Prenant acte de la diffusion d’une « écriture inclusive » qui prétend s’imposer comme norme, l’Académie française élève à l’unanimité une solennelle mise en garde. La multiplication des marques orthographiques et syntaxiques qu’elle induit aboutit à une langue désunie, disparate dans son expression, créant une confusion qui confine à l’illisibilité. On voit mal quel est l’objectif poursuivi et comment il pourrait surmonter les obstacles pratiques d’écriture, de lecture – visuelle ou à voix haute – et de prononciation. Cela alourdirait la tâche des pédagogues.
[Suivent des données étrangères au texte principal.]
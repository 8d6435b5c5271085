use crate::{datastructures::datasets::DelayMechanism, servo::ServoConfig, time::TimeInternal};

/// Per-port configuration (`spec.md` §6).
#[derive(Debug, Clone, Copy, PartialEq, Eq)]
pub struct PortConfig {
    pub log_announce_interval: i8,
    pub log_sync_interval: i8,
    pub log_min_delay_req_interval: i8,
    pub log_min_pdelay_req_interval: i8,
    pub announce_receipt_timeout: u8,
    pub delay_mechanism: DelayMechanism,
    pub max_foreign_records: u16,
    pub servo: ServoConfig,
    pub inbound_latency: TimeInternal,
    pub outbound_latency: TimeInternal,
    /// Whether outbound Sync/PDelay_Req carry their origin timestamp in a
    /// trailing Follow_Up/PDelay_Resp_Follow_Up rather than embedded
    /// on-wire. Recovered from `ptpd`'s `TWO_STEP_FLAG` configuration item,
    /// which `spec.md`'s distillation omits but the port state machine
    /// (`spec.md` §4.5) requires to decide between the two Sync paths.
    pub two_step: bool,
    /// Announce-interval multiples a port may wait in UNCALIBRATED/SLAVE for
    /// the next Sync before giving up on the current parent (`spec.md` §2's
    /// "sync receipt timeout"; `ptpd`'s equivalent is a fixed constant, kept
    /// here as a config knob since nothing in `spec.md` §6 forbids it).
    pub sync_receipt_timeout: u8,
}

impl Default for PortConfig {
    fn default() -> Self {
        Self {
            log_announce_interval: 1,
            log_sync_interval: 0,
            log_min_delay_req_interval: 0,
            log_min_pdelay_req_interval: 0,
            announce_receipt_timeout: 6,
            delay_mechanism: DelayMechanism::E2E,
            max_foreign_records: 5,
            servo: ServoConfig::default(),
            inbound_latency: TimeInternal::ZERO,
            outbound_latency: TimeInternal::ZERO,
            two_step: true,
            sync_receipt_timeout: 3,
        }
    }
}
Cela compliquerait plus encore celle des lecteurs.

Plus que toute autre institution, l’Académie française est sensible aux évolutions et aux innovations de la langue, puisqu’elle a pour mission de les codifier. En cette occasion, c’est moins en gardienne de la norme qu’en garante de l’avenir qu’elle lance un cri d’alarme : devant cette aberration « inclusive », la langue française se trouve désormais en péril mortel, ce dont notre nation est dès aujourd’hui comptable devant les générations futures.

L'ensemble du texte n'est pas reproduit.